---- DATA TO PROCESS

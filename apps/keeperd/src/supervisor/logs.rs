use std::collections::VecDeque;
use std::io::{self, Write};
use std::sync::{Arc, Mutex, MutexGuard};

use keeper_core::proto::{LogLine, LogStream};
use tracing_subscriber::fmt::MakeWriter;

use super::now_millis;

/// Bounded in-memory tails of the server console and of the daemon's own log output.
#[derive(Clone)]
pub struct LogStore {
    inner: Arc<Mutex<Buffers>>,
}

struct Buffers {
    console: Ring,
    daemon: Ring,
    capacity: usize,
}

#[derive(Default)]
struct Ring {
    lines: VecDeque<LogLine>,
    evicted: bool,
}

impl Ring {
    fn push(&mut self, capacity: usize, entry: LogLine) {
        while self.lines.len() >= capacity {
            self.lines.pop_front();
            self.evicted = true;
        }
        self.lines.push_back(entry);
    }

    fn tail(&self, lines: usize) -> (Vec<LogLine>, bool) {
        let skip = self.lines.len().saturating_sub(lines);
        (
            self.lines.iter().skip(skip).cloned().collect(),
            skip > 0 || self.evicted,
        )
    }
}

impl LogStore {
    pub fn new(capacity: usize) -> Self {
        let capacity = capacity.max(100);
        Self {
            inner: Arc::new(Mutex::new(Buffers {
                console: Ring::default(),
                daemon: Ring::default(),
                capacity,
            })),
        }
    }

    pub fn push_console(&self, stream: LogStream, line: String) {
        let mut guard = self.lock();
        let capacity = guard.capacity;
        guard.console.push(capacity, entry(stream, line));
    }

    pub fn push_daemon(&self, line: String) {
        let mut guard = self.lock();
        let capacity = guard.capacity;
        guard.daemon.push(capacity, entry(LogStream::Stdout, line));
    }

    /// Last `lines` console lines, oldest first, and whether older lines were left out.
    pub fn tail_console(&self, lines: usize) -> (Vec<LogLine>, bool) {
        self.lock().console.tail(lines)
    }

    pub fn tail_daemon(&self, lines: usize) -> (Vec<LogLine>, bool) {
        self.lock().daemon.tail(lines)
    }

    pub fn daemon_writer(&self) -> LogWriterFactory {
        LogWriterFactory { store: self.clone() }
    }

    fn lock(&self) -> MutexGuard<'_, Buffers> {
        // A panic while holding the lock cannot leave a VecDeque half-updated.
        self.inner.lock().unwrap_or_else(|poisoned| poisoned.into_inner())
    }
}

fn entry(stream: LogStream, line: String) -> LogLine {
    LogLine {
        at_ms: now_millis(),
        stream,
        line,
    }
}

/// Tees formatted tracing output to stdout and into the daemon tail.
pub struct LogWriterFactory {
    store: LogStore,
}

impl<'a> MakeWriter<'a> for LogWriterFactory {
    type Writer = LogWriter;

    fn make_writer(&'a self) -> Self::Writer {
        LogWriter {
            store: self.store.clone(),
            pending: Vec::new(),
        }
    }
}

pub struct LogWriter {
    store: LogStore,
    pending: Vec<u8>,
}

impl Write for LogWriter {
    fn write(&mut self, buf: &[u8]) -> io::Result<usize> {
        self.pending.extend_from_slice(buf);
        while let Some(pos) = self.pending.iter().position(|b| *b == b'\n') {
            let raw: Vec<u8> = self.pending.drain(..=pos).collect();
            let line = String::from_utf8_lossy(&raw).trim_end().to_string();
            if !line.is_empty() {
                self.store.push_daemon(line);
            }
        }

        io::stdout().write_all(buf)?;
        Ok(buf.len())
    }

    fn flush(&mut self) -> io::Result<()> {
        io::stdout().flush()
    }
}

--------

[YOUR ASSIGNMENT]
Where does "Buffers" occur in the data? Copy each line that has it.

[RESPONSE TO THE TASK]
    inner: Arc<Mutex<Buffers>>,
struct Buffers {
            inner: Arc::new(Mutex::new(Buffers {
    fn lock(&self) -> MutexGuard<'_, Buffers> {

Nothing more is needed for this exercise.